処置の４日後に、Ｄ．Ｓ．は、最初の通院以来、レスキュー吸入器を使用する必要はなかったと報告した。さらに、彼は、基礎ランニング事象の前または後に気管支拡張の必要性なしに、そのランニング事象を行った。処置後に、患者の平均吸入器使用は、ネブライザ処置なしで１週間に１回である。患者はまた、花粉、カーペットおよび猫の毛に対するアレルギー反応が減ったことに特に言及した。

実施例２：羊水液剤での軍のバーンピット犠牲者の処置
材料および方法
イラクまたはアフガニスタンに少なくとも１回の在任期間従軍した３名の男性バーンピット患者（年齢２８～３４歳）を、国防総省で行ったこの研究に登録した。全３名の患者は、閉塞性細気管支炎と診断されたかまたは他の肺の診断であった。彼らは、イラク／アフガニスタンにおいてバーンピットへ彼らが曝露された後、類似の症状を有した。処置前には、患者は、軽度労作時の息切れ、痰（生成性）、長期かつ過度の咳、胸のうっ滞（ｃｈｅｓｔ ｃｏｎｇｅｓｔｉｏｎ）、喘鳴、およびときおり深呼吸するのが困難であることを経験した。

全３名の患者は、ネブライザでのＳｔｅｒｉｌｅ Ｄ－ＭＡＰＰＳ Ｉｎｈａｌａｔｉｏｎ Ｓｏｌｕｔｉｏｎ投与で、３回の処置を、１週間間隔を空けて受けた。

結果
その製剤は、現在処置がないので、軍のバーンピット犠牲者の潜在的な処置として試験した。３名の退役軍人は、全員イラクまたはアフガニスタンのいずれかに長期間駐留していたことがあり、全員若くかつ他は健康であったが、７０歳齢の男性の肺と同等の肺を有していた。一連の３回の処置後に、彼らは全員、症状が完全に消散し、喘鳴なしの運動および他の活動へと戻った。処置後２ヶ月の評価において、全３名の患者は、全ての症状の完全な消散を示し、彼らの運動耐性を実質的に増大することができた。

実施例３：羊水液剤での肺線維症患者の処置
材料および方法
嚢胞性肺気腫および肺線維症を有する７６歳齢の白色人種男性を、この研究に登録した。患者は、ＯＦＥＶ（登録商標）（ニンテダニブ；６０日クール）、ＰＲＯＡＩＲ（登録商標）、アルブテロールＭＤＩを使用していた。患者は、重篤なガス輸送の障害があった。処置前に、その患者には軽度労作時の息切れ、完全な深呼吸をすることに時折困難があり、そして酸素補充の依存が必要であった。
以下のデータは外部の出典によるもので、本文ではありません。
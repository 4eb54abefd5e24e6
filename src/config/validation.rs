//! Configuration validation.
//!
//! # Responsibilities
//! - Semantic validation (serde handles syntactic)
//! - Check partner URLs parse
//! - Flag missing keys and credentials
//! - Validate value ranges (timeouts > 0)
//!
//! # Design Decisions
//! - Returns all findings, not just first
//! - Findings are warnings: the relay starts regardless and calls fail
//!   naturally when the partner rejects an empty key or credential

use url::Url;

use crate::config::schema::RelayConfig;

/// A single configuration finding.
#[derive(Debug, Clone, PartialEq, Eq)]
pub struct ValidationWarning {
    pub field: &'static str,
    pub message: String,
}

impl std::fmt::Display for ValidationWarning {
    fn fmt(&self, f: &mut std::fmt::Formatter<'_>) -> std::fmt::Result {
        write!(f, "{}: {}", self.field, self.message)
    }
}

/// Check a loaded configuration and return every finding.
pub fn validate_config(config: &RelayConfig) -> Vec<ValidationWarning> {
    let mut warnings = Vec::new();

    check_url(&mut warnings, "hotel.base_url", &config.hotel.base_url);
    check_url(&mut warnings, "flight.base_url", &config.flight.base_url);

    if !config.hotel.api_key_configured() {
        warnings.push(ValidationWarning {
            field: "hotel.api_key",
            message: "not set; hotel partner calls will be rejected".to_string(),
        });
    }

    if !config.flight.credentials_configured() {
        warnings.push(ValidationWarning {
            field: "flight",
            message: "username, password or tenant_id missing; flight login will fail".to_string(),
        });
    }

    let timeouts = [
        ("timeouts.connect_secs", config.timeouts.connect_secs),
        ("timeouts.request_secs", config.timeouts.request_secs),
        ("timeouts.content_secs", config.timeouts.content_secs),
        ("timeouts.auth_secs", config.timeouts.auth_secs),
    ];
    for (field, value) in timeouts {
        if value == 0 {
            warnings.push(ValidationWarning {
                field,
                message: "must be greater than zero".to_string(),
            });
        }
    }

    warnings
}

fn check_url(warnings: &mut Vec<ValidationWarning>, field: &'static str, value: &str) {
    if value.is_empty() {
        warnings.push(ValidationWarning {
            field,
            message: "not set".to_string(),
        });
        return;
    }
    if let Err(e) = Url::parse(value) {
        warnings.push(ValidationWarning {
            field,
            message: format!("invalid URL '{}': {}", value, e),
        });
    }
}

#[cfg(test)]
mod tests {
    use super::*;

    fn complete_config() -> RelayConfig {
        let mut config = RelayConfig::default();
        config.hotel.api_key = "key".into();
        config.flight.base_url = "https://flights.example.com".into();
        config.flight.username = "agent".into();
        config.flight.password = "secret".into();
        config.flight.tenant_id = "tenant".into();
        config
    }

    #[test]
    fn test_complete_config_is_clean() {
        assert!(validate_config(&complete_config()).is_empty());
    }

    #[test]
    fn test_collects_all_findings() {
        let mut config = complete_config();
        config.hotel.api_key.clear();
        config.flight.base_url = "not a url".into();
        config.timeouts.request_secs = 0;

        let fields: Vec<_> = validate_config(&config).into_iter().map(|w| w.field).collect();
        assert_eq!(
            fields,
            vec!["flight.base_url", "hotel.api_key", "timeouts.request_secs"]
        );
    }
}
その患者は、ＯＦＥＶ（登録商標）をなお使用しながら３週間にわたって１週間に１回、振動型メッシュネブライザを介して、２．５ｍｌ ＮａＣｌと合わせた０．５ｍｌ ＰＵＲＡＣＥＬ^ＴＭ Ｉｎｈａｌａｔｉｏｎ Ｓｏｌｕｔｉｏｎを摂取した。

結果
最小の結果で３ヶ月間Ｏｆｅｖを使用した肺気腫および肺線維症を有する７６歳齢の患者を、処置した。最初の処置後、彼は、医師によってＯｆｅｖを打ち切られ、酸素への彼の依存度を減らしていた。第３の処置の後に、その患者は、健康的な飽和度レベルを維持しながら１日に８～１０時間酸素を外すことができ、より正常なクオリティーオブライフを楽しむことができ、彼の歩行距離は、５００％の改善を示した。

その結果を、表６に示す。

処置後に、その患者は、ＦＥＶ１、ＰＥＦ、および運動持続時間、ならびにＣＣＱスコアにおいて顕著な改善を示した。
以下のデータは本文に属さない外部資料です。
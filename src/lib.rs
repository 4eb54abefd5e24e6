//! Cleartrip partner relay library.

pub mod auth;
pub mod catalog;
pub mod config;
pub mod headers;
pub mod http;
pub mod lifecycle;
pub mod observability;
pub mod relay;
pub mod resilience;

pub use auth::CredentialManager;
pub use config::schema::RelayConfig;
pub use http::{AppState, HttpServer};
pub use lifecycle::Shutdown;
pub use relay::{RelayDispatcher, RelayOutcome};
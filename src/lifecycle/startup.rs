//! Startup wiring: configuration in, shared application state out.

use std::sync::Arc;
use std::time::Duration;

use thiserror::Error;

use crate::auth::{CredentialManager, HttpTokenEndpoint};
use crate::catalog::{CatalogStore, PgCatalogStore};
use crate::config::{validate_config, RelayConfig};
use crate::http::AppState;
use crate::relay::{RelayDispatcher, ReqwestUpstream};
use crate::resilience::TimeoutPolicy;

#[derive(Debug, Error)]
pub enum StartupError {
    #[error("Failed to build HTTP client: {0}")]
    HttpClient(#[from] reqwest::Error),
}

/// Build every shared component from `config`.
///
/// Configuration findings are logged as warnings; only a failure to build
/// the outbound HTTP client stops startup.
pub fn build_state(config: RelayConfig) -> Result<AppState, StartupError> {
    for warning in validate_config(&config) {
        tracing::warn!(field = warning.field, "Configuration: {}", warning.message);
    }

    let timeouts = TimeoutPolicy::from_config(&config.timeouts);
    let client = reqwest::Client::builder()
        .connect_timeout(timeouts.connect)
        .build()?;

    let endpoint = HttpTokenEndpoint::new(client.clone(), config.flight.clone(), timeouts.auth);
    let credentials = Arc::new(CredentialManager::new(
        Arc::new(endpoint),
        Duration::from_secs(config.timeouts.token_margin_secs),
    ));

    let dispatcher = RelayDispatcher::new(
        Arc::new(ReqwestUpstream::new(client)),
        credentials,
        config.hotel.clone(),
        config.flight.base_url.clone(),
        timeouts,
    );

    let catalog = build_catalog(&config);

    tracing::info!(
        hotel_url = %config.hotel.base_url,
        flight_url = %config.flight.base_url,
        catalog_enabled = catalog.is_some(),
        "Relay state initialized"
    );

    Ok(AppState::new(config, Arc::new(dispatcher), catalog))
}

fn build_catalog(config: &RelayConfig) -> Option<Arc<dyn CatalogStore>> {
    if config.catalog.database_url.is_empty() {
        return None;
    }
    match PgCatalogStore::connect_lazy(&config.catalog) {
        Ok(store) => Some(Arc::new(store)),
        Err(e) => {
            tracing::warn!(error = %e, "Catalog disabled: invalid database configuration");
            None
        }
    }
}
別段定義しなければ、本明細書で使用される全ての技術用語および科学用語は、開示された発明が属する分野の当業者によって一般に理解されるものと同じ意味を有する。本明細書で引用される刊行物およびそれらが引用される資料は、本明細書に具体的に援用される。
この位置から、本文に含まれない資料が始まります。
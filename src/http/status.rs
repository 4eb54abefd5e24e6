//! Service identity, liveness and status views.
//!
//! None of these handlers touch a partner; they only read configuration
//! and the cached credential state.

use axum::{extract::State, Json};
use serde::Serialize;

use crate::auth::CredentialSnapshot;
use crate::http::server::AppState;

pub const SERVICE_NAME: &str = "Cleartrip Relay";

#[derive(Debug, Serialize)]
pub struct RootView {
    pub service: &'static str,
    pub status: &'static str,
    pub version: &'static str,
}

#[derive(Debug, Serialize)]
pub struct HealthView {
    pub status: &'static str,
    pub cleartrip_url: String,
    pub api_key_configured: bool,
    pub flight_url: String,
    pub flight_credentials_configured: bool,
}

#[derive(Debug, Serialize)]
pub struct HotelView {
    pub base_url: String,
    pub api_key_configured: bool,
}

#[derive(Debug, Serialize)]
pub struct FlightView {
    pub base_url: String,
    pub credentials_configured: bool,
    pub token: CredentialSnapshot,
}

#[derive(Debug, Serialize)]
pub struct CatalogView {
    pub configured: bool,
}

#[derive(Debug, Serialize)]
pub struct StatusView {
    pub service: &'static str,
    pub version: &'static str,
    pub hotel: HotelView,
    pub flight: FlightView,
    pub catalog: CatalogView,
}

pub async fn root() -> Json<RootView> {
    Json(RootView {
        service: SERVICE_NAME,
        status: "running",
        version: env!("CARGO_PKG_VERSION"),
    })
}

pub async fn health(State(state): State<AppState>) -> Json<HealthView> {
    let config = &state.config;
    Json(HealthView {
        status: "healthy",
        cleartrip_url: config.hotel.base_url.clone(),
        api_key_configured: config.hotel.api_key_configured(),
        flight_url: config.flight.base_url.clone(),
        flight_credentials_configured: config.flight.credentials_configured(),
    })
}

pub async fn status(State(state): State<AppState>) -> Json<StatusView> {
    let config = &state.config;
    let token = state.dispatcher.credentials().snapshot().await;
    Json(StatusView {
        service: SERVICE_NAME,
        version: env!("CARGO_PKG_VERSION"),
        hotel: HotelView {
            base_url: config.hotel.base_url.clone(),
            api_key_configured: config.hotel.api_key_configured(),
        },
        flight: FlightView {
            base_url: config.flight.base_url.clone(),
            credentials_configured: config.flight.credentials_configured(),
            token,
        },
        catalog: CatalogView {
            configured: state.catalog.is_some(),
        },
    })
}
当業者は、慣用的に過ぎない実験法を使用して、本明細書で記載される本発明の具体的実施形態に対する多くの均等物を認識し、確認することができる。このような均等物は、以下の特許請求の範囲によって包含されることが意図される。

Claims (1)

1. 明細書に記載の方法またはキット。